Blogged again for Students Gone Global. Check it out here. It's just a look at some of the issues I've been having since I've returned from Korea. But I'd say it's quite a tamed version of what's been going on. My depression has come back full force. I have no desire to be back in St. John's. It's not comfortable and I feel really lonely. Maybe it because I'm used to having a lot of people in the same building as me. I don't know. I don't really talk to my roommates and I don't see my other friends as often as I'd like. I also don't have anyone here who I can talk to about personal stuff, so things are rough. 

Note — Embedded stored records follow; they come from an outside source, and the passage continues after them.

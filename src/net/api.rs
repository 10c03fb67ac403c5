//! Typed endpoint helpers over [`Transport`].
//!
//! SYSTEM CONTEXT
//! ==============
//! One function per backend endpoint. Each builds the request body, calls the
//! transport, and decodes the tolerant JSON into a `types` struct. Branching on
//! `success`/`has_key`/`scenarios` stays with the controllers, which know what
//! the UI should do with each shape.

use std::sync::Arc;

use reqwest::Method;
use serde::Serialize;
use serde::de::DeserializeOwned;
use serde_json::Value;

use super::transport::{Transport, TransportError};
use super::types::{
    Ack, ChatRequest, ChatResponse, ConfirmUpdateRequest, ConnectRequest, ConnectResponse, GenerateRequest,
    HasKeyResponse, ManualPromptRequest, RefreshResponse, ScenariosResponse, SelectResponse, SetKeyRequest,
    StoreTestCasesRequest, StoreTestCasesResponse, TicketRef, UiEvent, UpdatePreviewResponse,
};

pub const CONNECT: &str = "/connect";
pub const SELECT: &str = "/select";
pub const CLEAR_SELECTED: &str = "/clear_selected";
pub const REFRESH: &str = "/refresh";
pub const AI_HAS_KEY: &str = "/api/ai/has_key";
pub const AI_SET_KEY: &str = "/api/ai/set_key";
pub const AI_CLEAR_KEY: &str = "/api/ai/clear_key";
pub const AI_CLEAR_SESSION: &str = "/api/ai/clear_session";
pub const AI_CHAT: &str = "/api/ai/chat";
pub const GENERATE_SCENARIOS: &str = "/api/generate_test_scenarios";
pub const MANUAL_PROMPT_SCENARIOS: &str = "/api/manual_prompt_scenarios";
pub const STORE_TEST_CASES: &str = "/api/store_test_cases";
pub const UPDATE_PREVIEW: &str = "/api/update_ticket_with_scenarios";
pub const CONFIRM_UPDATE: &str = "/api/confirm_update_ticket_with_scenarios";
pub const LOG_EVENT: &str = "/log_event";

/// Cheaply cloneable handle to the backend.
#[derive(Clone)]
pub struct BackendApi {
    transport: Arc<dyn Transport>,
}

impl BackendApi {
    #[must_use]
    pub fn new(transport: Arc<dyn Transport>) -> Self {
        Self { transport }
    }

    async fn post<B: Serialize + Sync, R: DeserializeOwned>(&self, path: &str, body: Option<&B>) -> Result<R, TransportError> {
        let body = body
            .map(serde_json::to_value)
            .transpose()
            .map_err(|e| TransportError::InvalidPayload(e.to_string()))?;
        let value = self.transport.call(Method::POST, path, body).await?;
        decode(path, value)
    }

    async fn post_empty<R: DeserializeOwned>(&self, path: &str) -> Result<R, TransportError> {
        self.post::<Value, R>(path, None).await
    }

    /// `POST /connect`.
    ///
    /// # Errors
    ///
    /// Propagates transport failures and non-2xx statuses.
    pub async fn connect(&self, jira_url: &str, email: &str, api_token: &str) -> Result<ConnectResponse, TransportError> {
        self.post(CONNECT, Some(&ConnectRequest { jira_url, email, api_token })).await
    }

    /// `POST /select` with the chosen row's identity.
    ///
    /// # Errors
    ///
    /// Propagates transport failures and non-2xx statuses.
    pub async fn select(&self, ticket: &TicketRef) -> Result<SelectResponse, TransportError> {
        self.post(SELECT, Some(ticket)).await
    }

    /// `POST /clear_selected`.
    ///
    /// # Errors
    ///
    /// Propagates transport failures and non-2xx statuses.
    pub async fn clear_selected(&self) -> Result<Ack, TransportError> {
        self.post_empty(CLEAR_SELECTED).await
    }

    /// `POST /refresh`.
    ///
    /// # Errors
    ///
    /// Propagates transport failures and non-2xx statuses.
    pub async fn refresh(&self) -> Result<RefreshResponse, TransportError> {
        self.post_empty(REFRESH).await
    }

    /// `GET /api/ai/has_key`. Always a fresh query.
    ///
    /// # Errors
    ///
    /// Propagates transport failures and non-2xx statuses.
    pub async fn has_key(&self) -> Result<bool, TransportError> {
        let value = self.transport.call(Method::GET, AI_HAS_KEY, None).await?;
        let body: HasKeyResponse = decode(AI_HAS_KEY, value)?;
        Ok(body.has_key)
    }

    /// `POST /api/ai/set_key`.
    ///
    /// # Errors
    ///
    /// Propagates transport failures and non-2xx statuses.
    pub async fn set_key(&self, api_key: &str) -> Result<Ack, TransportError> {
        self.post(AI_SET_KEY, Some(&SetKeyRequest { api_key })).await
    }

    /// `POST /api/ai/clear_key`.
    ///
    /// # Errors
    ///
    /// Propagates transport failures and non-2xx statuses.
    pub async fn clear_key(&self) -> Result<Ack, TransportError> {
        self.post_empty(AI_CLEAR_KEY).await
    }

    /// `POST /api/ai/clear_session`.
    ///
    /// # Errors
    ///
    /// Propagates transport failures and non-2xx statuses.
    pub async fn clear_session(&self) -> Result<Ack, TransportError> {
        self.post_empty(AI_CLEAR_SESSION).await
    }

    /// `POST /api/ai/chat`. A 2xx body that still carries `error` is treated
    /// as an application error.
    ///
    /// # Errors
    ///
    /// Propagates transport failures, non-2xx statuses, and in-band errors.
    pub async fn chat(&self, message: &str) -> Result<String, TransportError> {
        let body: ChatResponse = self.post(AI_CHAT, Some(&ChatRequest { message })).await?;
        if let Some(error) = body.error.filter(|e| !e.trim().is_empty()) {
            return Err(TransportError::Application { status: 200, message: error });
        }
        Ok(body.response.unwrap_or_default())
    }

    /// `POST /api/generate_test_scenarios`.
    ///
    /// # Errors
    ///
    /// Propagates transport failures and non-2xx statuses.
    pub async fn generate_scenarios(&self, description: &str) -> Result<ScenariosResponse, TransportError> {
        self.post(GENERATE_SCENARIOS, Some(&GenerateRequest { description })).await
    }

    /// `POST /api/manual_prompt_scenarios`.
    ///
    /// # Errors
    ///
    /// Propagates transport failures and non-2xx statuses.
    pub async fn manual_prompt_scenarios(&self, description: &str, prompt: &str) -> Result<ScenariosResponse, TransportError> {
        self.post(MANUAL_PROMPT_SCENARIOS, Some(&ManualPromptRequest { description, prompt }))
            .await
    }

    /// `POST /api/store_test_cases`.
    ///
    /// # Errors
    ///
    /// Propagates transport failures and non-2xx statuses.
    pub async fn store_test_cases(&self, test_cases: &[String]) -> Result<StoreTestCasesResponse, TransportError> {
        self.post(STORE_TEST_CASES, Some(&StoreTestCasesRequest { test_cases })).await
    }

    /// `POST /api/update_ticket_with_scenarios`: compute a preview, no write.
    ///
    /// # Errors
    ///
    /// Propagates transport failures and non-2xx statuses.
    pub async fn update_preview(&self) -> Result<UpdatePreviewResponse, TransportError> {
        self.post_empty(UPDATE_PREVIEW).await
    }

    /// `POST /api/confirm_update_ticket_with_scenarios`: commit previewed content.
    ///
    /// # Errors
    ///
    /// Propagates transport failures and non-2xx statuses.
    pub async fn confirm_update(&self, updated_content: &str) -> Result<Ack, TransportError> {
        self.post(CONFIRM_UPDATE, Some(&ConfirmUpdateRequest { updated_content })).await
    }

    /// `POST /log_event`.
    ///
    /// # Errors
    ///
    /// Propagates transport failures and non-2xx statuses.
    pub async fn log_event(&self, event: &UiEvent) -> Result<Ack, TransportError> {
        self.post(LOG_EVENT, Some(event)).await
    }
}

fn decode<R: DeserializeOwned>(path: &str, value: Value) -> Result<R, TransportError> {
    serde_json::from_value(value).map_err(|e| TransportError::InvalidPayload(format!("{path}: {e}")))
}

#[cfg(test)]
#[path = "api_test.rs"]
mod tests;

I'm doing my best to make the most of my time here though. I have an awesome course load this semester, and I'm slowly getting used to life in St. John's. I'm also constantly thinking about the wonderful life I have ahead of me. And it's starting to look like children won't be a part of it. If I adopt, it probably won't happen till I'm close to 40. There's so much in this world to do, and I intend on doing as much of it as I can. I'm also seriously thinking about doing my master's. wtf Five years in high school, two years in college and volunteering and another five years in university!! What am I thinking? haha But I really want to go to Dongguk and study Buddhism. Possibly Seon Buddhism, which means I'd have to do it in Korean. Then there's working vacations, spending as much time as I can with my nephew, and a crap load of Doctor Who seasons to watch. haha Ok, now I remember why I started blogging. I'm already feeling better just typing this out. 

This post is all over the place. So here's some food...

Been eating like a boss this semester. All of this from scratch.

Ok, it's past 3 in the morning. Thank goodness it's midterm break. I'm gonna do my best to make the most of the rest of my time off. 

1.24.2014

Love Motels

I think my reverse culture, or culture shock, since I didn't have any abroad, is over. But there are still many things I miss about Korea, and one thing that I've been missing a lot recently, is motels. Not because I want to run off with random middle aged Koreans and have a time. I miss them because that's where people go to get it on so that they don't make the ones around them (roommates) uncomfortable. Ok, I'm sure that's not the real reason why there are a shit load of these motels in Korea, but that's what I'm going with. 

I think these, sometimes shady, $25 per 3 hours motels are a great idea, and St. John's should get these popping up everywhere. (Dear Canada, Please change your laws around this.) Everywhere I've lived in St. John's, I've had to deal with the noisy roommates, or random person who lived under me, and I am so over it. I don't need to hear it. I don't want to hear it. If I did want to hear it, I'd turn to porn. You get the visuals too. It's amazing. 

It's also super uncomfortable for me cause I kind of really dislike and distrust men and don't want any strange or random men in the house I'm living in. I don't care if you trust him. I don't, and I shouldn't have to be uncomfortable here. wtf

St. John's is a university town so every other person has a roommate or two or more. I know I'm not the only one dealing with this. So I propose that St. John's opens up a bunch of love motels. 

And that's all I have to say for now. Have a good night.